Em recente entrevista, o ator irlandês Liam Neeson admitiu
já ter saído de casa com um bastão com o propósito deliberado de matar “um
negro” depois que uma pessoa muito próxima foi estuprada, há mais ou menos
quarenta anos. A confissão de culpa – sim, é uma confissão de culpa – foi feita
durante uma entrevista ao jornal inglês “The Independent” em que promovia seu
último trabalho no cinema. Neeson afirmou que essa pessoa próxima lidou com o
estupro “de uma forma extraordinária” (!), e que não conhecia o agressor. O
ator, então, perguntou-lhe qual sua cor. “Negra”, foi a resposta.
Durante uma semana, Neeson saiu às ruas com um bastão
a tiracolo, esperando ansiosamente que um indivíduo de pele negra, um “negro
desgraçado” em suas próprias palavras, o abordasse e o provocasse na saída de
um bar, esperando vingar o sofrimento de sua amiga. Felizmente, nesse período, o
ator não conseguiu extravasar seus instintos homicidas racialmente motivados.
Sim, porque, embora pudesse ter selecionado uma centena de outras características
do agressor, como ele mesmo admite, – “lituano”, “britânico”, “escocês”, “irlandês”,
todas elas, a meu ver, também bastante difíceis de serem apreendidas (como
identificar um escocês sem o kilt e sem ouvi-lo falar com um possível sotaque?)

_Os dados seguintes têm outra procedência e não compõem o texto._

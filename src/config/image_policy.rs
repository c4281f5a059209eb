// ABOUTME: Image lifecycle policy for batch runs.
// ABOUTME: Supports keep, before, after and both (relative to the suite).

use serde::de::{self, Deserialize, Deserializer};
use std::fmt;
use std::str::FromStr;

/// When the suite removes the images it built.
#[derive(Debug, Clone, Copy, PartialEq, Eq, Default)]
pub enum ImagePolicy {
    /// Never remove managed images.
    Keep,
    /// Remove leftovers from earlier runs before the suite starts.
    #[default]
    Before,
    /// Remove this run's images once the report is written.
    After,
    /// Remove both before and after.
    Both,
}

impl ImagePolicy {
    pub fn cleans_before(&self) -> bool {
        matches!(self, ImagePolicy::Before | ImagePolicy::Both)
    }

    pub fn cleans_after(&self) -> bool {
        matches!(self, ImagePolicy::After | ImagePolicy::Both)
    }
}

impl FromStr for ImagePolicy {
    type Err = String;

    fn from_str(s: &str) -> Result<Self, Self::Err> {
        match s {
            "keep" => Ok(ImagePolicy::Keep),
            "before" => Ok(ImagePolicy::Before),
            "after" => Ok(ImagePolicy::After),
            "both" => Ok(ImagePolicy::Both),
            _ => Err(format!(
                "unknown image policy: {} (expected keep, before, after or both)",
                s
            )),
        }
    }
}

impl fmt::Display for ImagePolicy {
    fn fmt(&self, f: &mut fmt::Formatter<'_>) -> fmt::Result {
        match self {
            ImagePolicy::Keep => write!(f, "keep"),
            ImagePolicy::Before => write!(f, "before"),
            ImagePolicy::After => write!(f, "after"),
            ImagePolicy::Both => write!(f, "both"),
        }
    }
}

impl<'de> Deserialize<'de> for ImagePolicy {
    fn deserialize<D>(deserializer: D) -> Result<Self, D::Error>
    where
        D: Deserializer<'de>,
    {
        let s = String::deserialize(deserializer)?;
        s.parse().map_err(de::Error::custom)
    }
}

#[cfg(test)]
mod tests {
    use super::*;

    #[test]
    fn parse_round_trips_display() {
        for policy in [
            ImagePolicy::Keep,
            ImagePolicy::Before,
            ImagePolicy::After,
            ImagePolicy::Both,
        ] {
            assert_eq!(policy.to_string().parse::<ImagePolicy>().unwrap(), policy);
        }
    }

    #[test]
    fn cleanup_points() {
        assert!(ImagePolicy::Before.cleans_before());
        assert!(!ImagePolicy::Before.cleans_after());
        assert!(ImagePolicy::Both.cleans_after());
        assert!(!ImagePolicy::Keep.cleans_before());
    }
}
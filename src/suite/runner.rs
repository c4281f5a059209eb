// ABOUTME: Drives the pipeline across fixture cases, sequentially or on a bounded pool.
// ABOUTME: Applies the image policy around the run and never lets one case cancel another.

use std::path::{Path, PathBuf};
use std::sync::Arc;
use tokio::sync::Semaphore;
use tokio::task::JoinSet;
use tracing::{info, warn};

use super::aggregate::Aggregator;
use super::catalog::{FixtureCase, preflight_cases};
use super::report::AggregateReport;
use crate::config::ImagePolicy;
use crate::detect::Detector;
use crate::diagnostics::{Diagnostics, Warning};
use crate::pipeline::{ErrorKind, ExecutionOutcome, Pipeline};
use crate::runtime::ContainerEngine;
use crate::types::{EcosystemId, ImageTag};

#[derive(Debug, Clone)]
pub struct SuiteOptions {
    pub fixtures_dir: PathBuf,
    pub only: Option<EcosystemId>,
    pub jobs: usize,
    pub images: ImagePolicy,
    pub run_id: String,
}

pub struct SuiteRunner {
    pipeline: Pipeline,
    detector: Arc<Detector>,
    options: SuiteOptions,
}

impl SuiteRunner {
    pub fn new(pipeline: Pipeline, detector: Detector, options: SuiteOptions) -> Self {
        Self {
            pipeline,
            detector: Arc::new(detector),
            options,
        }
    }

    /// Cases that survive the `only` filter, in declaration order.
    pub fn select(&self, cases: Vec<FixtureCase>) -> Vec<FixtureCase> {
        match &self.options.only {
            Some(only) => cases.into_iter().filter(|c| &c.ecosystem == only).collect(),
            None => cases,
        }
    }

    pub async fn run(&self, cases: Vec<FixtureCase>, diag: &mut Diagnostics) -> AggregateReport {
        let cases = self.select(cases);
        self.run_selected(cases, self.options.images, diag).await
    }

    /// Run only the preflight subset of `cases`, keeping every built image.
    pub async fn preflight(
        &self,
        cases: Vec<FixtureCase>,
        diag: &mut Diagnostics,
    ) -> AggregateReport {
        let cases = preflight_cases(self.select(cases));
        self.run_selected(cases, ImagePolicy::Keep, diag).await
    }

    async fn run_selected(
        &self,
        cases: Vec<FixtureCase>,
        images: ImagePolicy,
        diag: &mut Diagnostics,
    ) -> AggregateReport {
        let aggregator = Arc::new(Aggregator::new(&cases));
        let engine = self.pipeline.executor().engine().clone();

        match engine.ping().await {
            Ok(version) => info!(%version, cases = cases.len(), "Starting suite"),
            Err(e) => {
                warn!("Container engine unavailable: {}", e);
                for case in &cases {
                    aggregator.record(
                        case,
                        ExecutionOutcome::failure(ErrorKind::EngineUnavailable, e.to_string()),
                    );
                }
                return finish(aggregator);
            }
        }

        if images.cleans_before() {
            clean_images(&*engine, diag).await;
        }

        if self.options.jobs <= 1 {
            for case in &cases {
                let outcome = run_case(
                    &self.pipeline,
                    &self.detector,
                    &self.options.fixtures_dir,
                    case,
                    &self.options.run_id,
                )
                .await;
                aggregator.record(case, outcome);
            }
        } else {
            self.run_pooled(cases, &aggregator).await;
        }

        if images.cleans_after() {
            clean_images(&*engine, diag).await;
        }

        finish(aggregator)
    }

    async fn run_pooled(&self, cases: Vec<FixtureCase>, aggregator: &Arc<Aggregator>) {
        let permits = Arc::new(Semaphore::new(self.options.jobs));
        let mut tasks = JoinSet::new();

        for case in cases {
            let permits = permits.clone();
            let pipeline = self.pipeline.clone();
            let detector = self.detector.clone();
            let fixtures_dir = self.options.fixtures_dir.clone();
            let run_id = self.options.run_id.clone();
            let aggregator = aggregator.clone();

            tasks.spawn(async move {
                let Ok(_permit) = permits.acquire_owned().await else {
                    return;
                };
                let outcome = run_case(&pipeline, &detector, &fixtures_dir, &case, &run_id).await;
                aggregator.record(&case, outcome);
            });
        }

        while let Some(joined) = tasks.join_next().await {
            if let Err(e) = joined {
                warn!("Suite task failed: {}", e);
            }
        }
    }
}

/// Run a single fixture case through the pipeline.
pub async fn run_case(
    pipeline: &Pipeline,
    detector: &Arc<Detector>,
    fixtures_dir: &Path,
    case: &FixtureCase,
    run_id: &str,
) -> ExecutionOutcome {
    let project = case.project_dir(fixtures_dir);
    if !project.is_dir() {
        return ExecutionOutcome::failure(
            ErrorKind::StageError,
            format!("fixture directory not found: {}", project.display()),
        );
    }

    if case.verify_detection {
        let detector = detector.clone();
        let root = project.clone();
        let detected = tokio::task::spawn_blocking(move || detector.detect(&root))
            .await
            .ok()
            .and_then(|result| result.ecosystem);
        if detected.as_ref() != Some(&case.ecosystem) {
            let found = detected.map_or_else(|| "nothing".to_string(), |e| e.to_string());
            return ExecutionOutcome::failure(
                ErrorKind::NoLanguageDetected,
                format!("detected {found}, expected {}", case.ecosystem),
            );
        }
    }

    let tag = ImageTag::for_run(&case.id, run_id);
    let outcome = pipeline
        .run_project_with(&project, &case.ecosystem, case.recipe.as_deref(), &tag)
        .await;
    info!(case = %case.id, succeeded = outcome.succeeded, "Case finished");
    outcome
}

async fn clean_images(engine: &dyn ContainerEngine, diag: &mut Diagnostics) {
    match engine.remove_managed_images().await {
        Ok(count) => info!(count, "Removed managed images"),
        Err(e) => diag.warn(Warning::image_cleanup(format!(
            "failed to remove managed images: {e}"
        ))),
    }
}

fn finish(aggregator: Arc<Aggregator>) -> AggregateReport {
    match Arc::try_unwrap(aggregator) {
        Ok(aggregator) => aggregator.finish(),
        // A detached task still holds a reference; snapshot what was recorded.
        Err(shared) => shared.snapshot(),
    }
}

– a pergunta que ajudaria na identificação do agressor foi especificamente
sobre a cor de sua pele.
Indivíduos não nascem racistas, indivíduos aprendem a
discriminar outros indivíduos pela cor da pele ou por quaisquer outros
atributos que se diferenciam dos atributos que considere “normal”. Liam Neeson
diz que não é racista e eu não tenho porque duvidar dele, porque a atitude
racista – que, na realidade, acabou não se concretizando, ficou apenas na
teoria – ocorreu há quatro décadas, ele se arrependeu do que fez, procurou
inclusive ajuda de um padre. Eu, particularmente, procuraria a ajuda de um psicanalista,
mas, vá lá. O ataque de “sincericídio”, por outro lado, também revela e desvela
a hipocrisia do discurso do politicamente correto porque “todos nós fingimos
ser (politicamente corretos) mas, arranhando a superfície, você descobre que
esse racismo e esse fanatismo estão lá”.
E esse racismo também existe “às avessas”, quer dizer,
por parte de quem sofre historicamente na pele, literalmente, a violência
simbólica e física por ter nascido com a pigmentação da pele mais acentuada do
que os branquelos azedos. Já ouvi, por exemplo, num debate sobre reparações
históricas à população negra, que “vocês”, em referência, obviamente, aos “brancos”,
têm uma dívida a ser paga. A menos que a maldade do senhor de engenho seja
herdada geneticamente, tal linha de pensamento racialista em nada se difere da
que Liam Neeson se utilizou na defesa da honra de sua amiga. No fim das contas,
a cor da pele de um indivíduo não diz muita coisa – se é que diz qualquer coisa
- sobre seu caráter, sobre sua (s) identidade (s) cultural (is), tanto menos
que suas tendências homicidas, como acreditava o criminalista italiano Cesare
Lombroso e seus discípulos tropicais como Nina Rodrigues, autor de “As raças
humanas e a responsabilidade penal no Brasil”.
A solução passa inexoravelmente pela educação, pela
pedagogia da libertação, libertação do etnocentrismo, da ideia de que “nós”
somos melhores ou moralmente superior aos “outros”, o que não significa que
precisamos gostar ou acreditar naquilo que os “outros” gostam ou acreditam. Conviver
com o diferente é necessário numa sociedade que se quer democrática e
culturalmente complexa, onde a própria noção de “nós” é fragmentada porque exercemos
múltiplos papéis sociais. Descentralizar a ideia de “certo” e “errado”,
exercitar o conceito de relativismo cultural tendo por base fundamental os
princípios dos direitos humanos, é saudável. É a ideologia da inclusão.
Já imaginaram quantos Liam Neeson tupiniquins andam à
solta por aí, empoderados pelo discurso racista, homofóbico, misógino e xenófobo
que se espraia na sociedade como a lama tóxica de Brumadinho?